Gibbes' career as court tutor continued until the February Revolution of 1917, after which the Imperial family was imprisoned in Alexander Palace in Tsarskoe Selo. He was in Saint Petersburg at the time, and immediately after returning to Tsarskoe Selo was proscribed from seeing the family, only being allowed to recover his possessions after the family was transported to the house of the Governor-General of Tobolsk in Siberia. Gibbes voluntarily accompanied the family, arriving in the village in October 1917 shortly before the Provisional Government fell to the Bolsheviks. In May 1918 the Imperial family was moved to the Ipatiev House in Yekaterinburg, and neither Gibbes, French tutor Pierre Gilliard, nursemaid Alexandra Tegleva, nor most other servants were allowed to enter. The servants stayed in the railway carriage which had brought them to the city.

This carriage became part of a refugee train on 3 June and the tutors were in Tyumen but returned to Yekaterinburg after the murder of the Imperial family on the night of 16/17 July 1918 and the fall of the city to the White Army on 25 July. Gibbes and Gilliard were early visitors to the scene of the executions at the Ipatiev House and were both involved in the subsequent enquiries carried out by Ivan Alexandrovich Sergeiev and by Nicholas Alexievich Sokolov.

As the Bolsheviks took Perm and closed in on Yekaterinburg, enquiries were abandoned and Gibbes and Gilliard left for Omsk. Gibbes was appointed as a secretary to the British High Commission in Siberia in January 1919, retreating eastwards as Siberia was captured by the Red Army. He was briefly employed at the British Embassy in Beijing and then became an assistant in the Chinese Maritime Customs in Manchuria.

There was a large White Russian refugee community in Harbin and it was there in 1922 that he met an orphan, Georges Paveliev, whom he adopted. He established George in 1934 on a fruit farm at Stourmouth House in East Stourmouth in Kent.

===Return to England and conversion to Orthodoxy===
Gibbes returned to England in 1928 and enrolled as an ordinand at St Stephen's House, Oxford, but again decided that ordination in the Church of England was not to be his vocation.

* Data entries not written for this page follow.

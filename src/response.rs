use regex::Regex;
use std::sync::LazyLock;

// Group 1 is the run of `-` or `*` decorating the label; the label follows it.
// The boundary before the label is ASCII-only so CJK text may touch it.
fn marker(label: &str) -> Regex {
    Regex::new(&format!(
        r"(?i)(?:^|[^a-z0-9_])([-*]*){label}[ \t]*[:\-]+\**"
    ))
    .expect("marker pattern is valid")
}

static THOUGHTS_MARKER: LazyLock<Regex> = LazyLock::new(|| marker("thoughts"));

static GORDON_MARKER: LazyLock<Regex> = LazyLock::new(|| marker("gordon"));

struct Marker {
    start: usize,
    label: usize,
    end: usize,
}

fn find_marker(pattern: &Regex, raw: &str) -> Option<Marker> {
    let caps = pattern.captures(raw)?;
    let decoration = caps.get(1)?;
    Some(Marker {
        start: decoration.start(),
        label: decoration.end(),
        end: caps.get(0)?.end(),
    })
}

/// Model output split into its two labelled sections.
///
/// `raw` is always the untouched model output. When the markers are missing
/// or out of order both sections are `None` and `raw` is what callers show.
#[derive(Debug, Clone, PartialEq, Eq)]
pub struct ParsedResponse {
    pub thoughts: Option<String>,
    pub gordon: Option<String>,
    pub raw: String,
}

impl ParsedResponse {
    pub fn is_split(&self) -> bool {
        self.thoughts.is_some() && self.gordon.is_some()
    }

    /// Text for terminal output.
    pub fn render(&self) -> String {
        match (&self.thoughts, &self.gordon) {
            (Some(thoughts), Some(gordon)) => {
                format!("---THOUGHTS---\n{thoughts}\n---GORDON---\n{gordon}")
            }
            _ if self.raw.trim().is_empty() => "(no response)".to_string(),
            _ => self.raw.clone(),
        }
    }
}

pub fn parse(raw: &str) -> ParsedResponse {
    let unparsed = || ParsedResponse {
        thoughts: None,
        gordon: None,
        raw: raw.to_string(),
    };

    let (Some(thoughts), Some(gordon)) = (
        find_marker(&THOUGHTS_MARKER, raw),
        find_marker(&GORDON_MARKER, raw),
    ) else {
        return unparsed();
    };
    if thoughts.end > gordon.label {
        return unparsed();
    }

    // Decoration in front of GORDON may overlap the THOUGHTS separator.
    let cut = gordon.start.max(thoughts.end);
    let (Some(thoughts_text), Some(gordon_text)) =
        (raw.get(thoughts.end..cut), raw.get(gordon.end..))
    else {
        return unparsed();
    };

    ParsedResponse {
        thoughts: Some(thoughts_text.trim().to_string()),
        gordon: Some(gordon_text.trim().to_string()),
        raw: raw.to_string(),
    }
}
use tracing::debug;

use super::{Completer, CompletionFuture, CompletionRequest};

/// Canned reply returned in mock mode. Carries both markers.
pub const MOCK_RESPONSE: &str = "THOUGHTS: Mock response. The seasoning and the heat control are clearly off, the fundamentals need work.\n\n\
GORDON: This is a disaster! You handle that pan like you picked up a spatula yesterday. Back to basics, now!";

#[derive(Debug, Clone, Copy, Default)]
pub struct MockCompleter;

impl Completer for MockCompleter {
    fn complete<'a>(&'a self, request: &'a CompletionRequest) -> CompletionFuture<'a> {
        Box::pin(async move {
            debug!(model = %request.model(), "returning mock completion");
            Ok(MOCK_RESPONSE.to_string())
        })
    }
}
impl SecretChain {
    pub fn new(sources: Vec<SecretSource>) -> Self {
        Self { sources }
    }

    pub fn sources(&self) -> &[SecretSource] {
        &self.sources
    }

    pub fn resolve(
        &self,
        key: &str,
        mut get_var: impl FnMut(&str) -> Option<String>,
        mut read_file: impl FnMut(&Path) -> Option<String>,
    ) -> Option<(String, SecretOrigin)> {
        for source in &self.sources {
            let found = match source {
                SecretSource::Environment => {
                    get_var(key).map(|value| (value, SecretOrigin::Environment))
                }
                SecretSource::File(path) => read_file(path)
                    .and_then(|contents| lookup_toml_string(&contents, key))
                    .map(|value| (value, SecretOrigin::SecretsFile)),
            };

            if let Some((value, origin)) = found {
                let value = value.trim();
                if !value.is_empty() {
                    return Some((value.to_string(), origin));
                }
            }
        }

        None
    }
}

#[derive(Debug, Clone)]
pub struct Config {
    pub api_key: Option<ApiKey>,
    pub api_key_origin: Option<SecretOrigin>,
    pub api_url: String,
    pub model: String,
    pub max_tokens: u32,
    pub temperature: f32,
    pub mock: bool,
    pub timeout_secs: u64,
    pub wire_format: WireFormat,
    pub response_shape: ResponseShape,
    pub style_directive: Option<String>,
    pub secrets: SecretChain,
}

In Harbin, China on 25 April 1934 he was received into the Orthodox church by Archbishop Nestor (Anisimov) of Kamchatka and Petropavlovsk who was there in exile. Gibbes took the baptismal name of Alexei in honour of the former Tsarevich. He was tonsured monk on 15 December, ordained deacon on 19 December and priest on 23 December, taking the name Nicholas in honour of the former Tsar. In March 1935 he became an Abbot. He again returned to England in 1937 and was established in a parish in London.

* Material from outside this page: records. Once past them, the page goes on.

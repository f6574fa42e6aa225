use anyhow::{Context, Result};
use std::future::Future;
use std::io::{self, Write};
use std::sync::Arc;
use std::thread;
use tokio::sync::mpsc;
use tracing::{info, warn};

use crate::completion::Completer;
use crate::config::Config;
use crate::session::ChatSession;

const PROMPT: &str = "you> ";

pub async fn run_repl(cfg: &Config, completer: Arc<dyn Completer>) -> Result<()> {
    println!("gordon bot");
    println!("model: {}{}", cfg.model, if cfg.mock { " (mock)" } else { "" });
    println!(
        "type a message, '/history' to inspect the conversation, '/reset' to start over, or 'exit' to quit"
    );

    run_loop(cfg, completer, spawn_stdin_reader(), tokio::signal::ctrl_c()).await
}

// `interrupt` lives for the whole loop, so a signal arriving mid-turn is not lost.
async fn run_loop<I>(
    cfg: &Config,
    completer: Arc<dyn Completer>,
    mut lines: mpsc::UnboundedReceiver<io::Result<String>>,
    interrupt: I,
) -> Result<()>
where
    I: Future,
{
    let mut session = ChatSession::new(cfg, completer);
    tokio::pin!(interrupt);

    loop {
        print!("{PROMPT}");
        io::stdout().flush().context("Failed to flush stdout")?;

        let line = tokio::select! {
            line = lines.recv() => line.transpose().context("Failed to read stdin")?,
            _ = &mut interrupt => {
                println!();
                info!("interrupted, leaving repl");
                None
            }
        };
        let Some(line) = line else {
            break;
        };

        let input = line.trim();
        if input.is_empty() {
            continue;
        }
        if input.eq_ignore_ascii_case("exit") || input.eq_ignore_ascii_case("quit") {
            break;
        }
        if input.eq_ignore_ascii_case("/reset") {
            session.reset();
            println!("conversation reset\n");
            continue;
        }
        if input.eq_ignore_ascii_case("/history") {
            print_history(session.history());
            continue;
        }

        println!("-> sending request...");
        let outcome = tokio::select! {
            outcome = session.run_turn(input) => outcome,
            _ = &mut interrupt => {
                println!();
                info!("interrupted, dropping the request in flight");
                break;
            }
        };
        match outcome {
            Ok(parsed) => println!("{}\n", parsed.render()),
            Err(err) => {
                warn!(error = %err, "turn failed");
                println!("error: {err}\n");
            }
        }
    }

    println!("bye");
    Ok(())
}

// A plain thread so a pending read never holds up shutdown after ctrl-c.
fn spawn_stdin_reader() -> mpsc::UnboundedReceiver<io::Result<String>> {
    let (tx, rx) = mpsc::unbounded_channel();
    thread::spawn(move || {
        for line in io::stdin().lines() {
            if tx.send(line).is_err() {
                break;
            }
        }
    });
    rx
}

fn print_history(history: &[String]) {
    if history.is_empty() {
        println!("(history is empty)\n");
        return;
    }

    for (idx, entry) in history.iter().enumerate() {
        println!("[{}] {}", idx, entry);
    }
    println!();
}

At the time of the Blitz he moved to Oxford where in 1941 he established an Orthodox chapel in Bartlemas. In 1949 he bought a house at 4 Marston Street, subsequently known as the Saint Nicholas House. The house was built circa 1890 by a charity founded to distribute free medicine to the poor. During the war the building became the central 'Air Raid Protection' telephone exchange and there is still a 'bomb proof' concrete partition between the ground and first floor. Gibbes kept a chapel dedicated to St Nicholas the Wonderworker within the property. This chapel was home to several icons and mementos of the Imperial family which he brought with him from Yekaterinburg, including a chandelier from the Ipatiev House. The house was divided into flats in the 1960s, and the chapel was converted into a flat in the late 1980s.

===Death===
Gibbes died at St Pancras Hospital, London, on 24 March 1963. His open coffin was displayed in the cellar (or crypt) of Saint Nicholas House before his funeral. He is buried in Headington cemetery, Oxford, Oxfordshire, England.

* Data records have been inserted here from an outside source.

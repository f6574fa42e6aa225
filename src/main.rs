use anyhow::Result;

#[tokio::main]
async fn main() -> Result<()> {
    gordon::run().await
}
use serde_json::Value;

use crate::config::ResponseShape;

const CHOICE_TEXT_KEYS: [&str; 4] = ["text", "output", "message", "content"];

/// Pulls the reply text out of a completion response body.
///
/// `Auto` tries the chat, choice and output layouts in that order.
pub fn extract_text(body: &Value, shape: ResponseShape) -> Option<String> {
    match shape {
        ResponseShape::Auto => chat_content(body)
            .or_else(|| choice_text(body))
            .or_else(|| output_text(body)),
        ResponseShape::Chat => chat_content(body),
        ResponseShape::Choice => choice_text(body),
        ResponseShape::Output => output_text(body),
    }
}

fn first_choice(body: &Value) -> Option<&Value> {
    body.get("choices")?.as_array()?.first()
}

// {"choices":[{"message":{"content":"..."}}]}
fn chat_content(body: &Value) -> Option<String> {
    first_choice(body)?
        .get("message")?
        .get("content")?
        .as_str()
        .map(str::to_string)
}

// {"choices":[{"text":"..."}]} and friends
fn choice_text(body: &Value) -> Option<String> {
    let first = first_choice(body)?;
    CHOICE_TEXT_KEYS
        .iter()
        .find_map(|key| first.get(*key)?.as_str().map(str::to_string))
}

// {"output":[{"content":"..."}, "..."]}
fn output_text(body: &Value) -> Option<String> {
    let parts: Vec<String> = body
        .get("output")?
        .as_array()?
        .iter()
        .filter_map(output_item_text)
        .collect();

    if parts.is_empty() {
        None
    } else {
        Some(parts.join("\n"))
    }
}

fn output_item_text(item: &Value) -> Option<String> {
    match item {
        Value::String(text) => Some(text.clone()),
        Value::Object(_) => match item.get("content")? {
            Value::String(text) => Some(text.clone()),
            // Content blocks: [{"type":"output_text","text":"..."}]
            Value::Array(blocks) => {
                let texts: Vec<&str> = blocks
                    .iter()
                    .filter_map(|block| block.get("text")?.as_str())
                    .collect();
                (!texts.is_empty()).then(|| texts.join("\n"))
            }
            _ => None,
        },
        _ => None,
    }
}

His collection of Russian possessions were left with his adopted son, George, in Oxford, and George subsequently donated them to the museum at Luton Hoo. A small chapel was built there to house these memorabilia, consecrated by Metropolitan Anthony of Sourozh. The museum has been moved from Luton Hoo and is now a part of the Wernher Collection in Greenwich.

A blue plaque, unveiled in 2022, marks his father's workplace at the former Sheffield and Rotherham bank in Rotherham.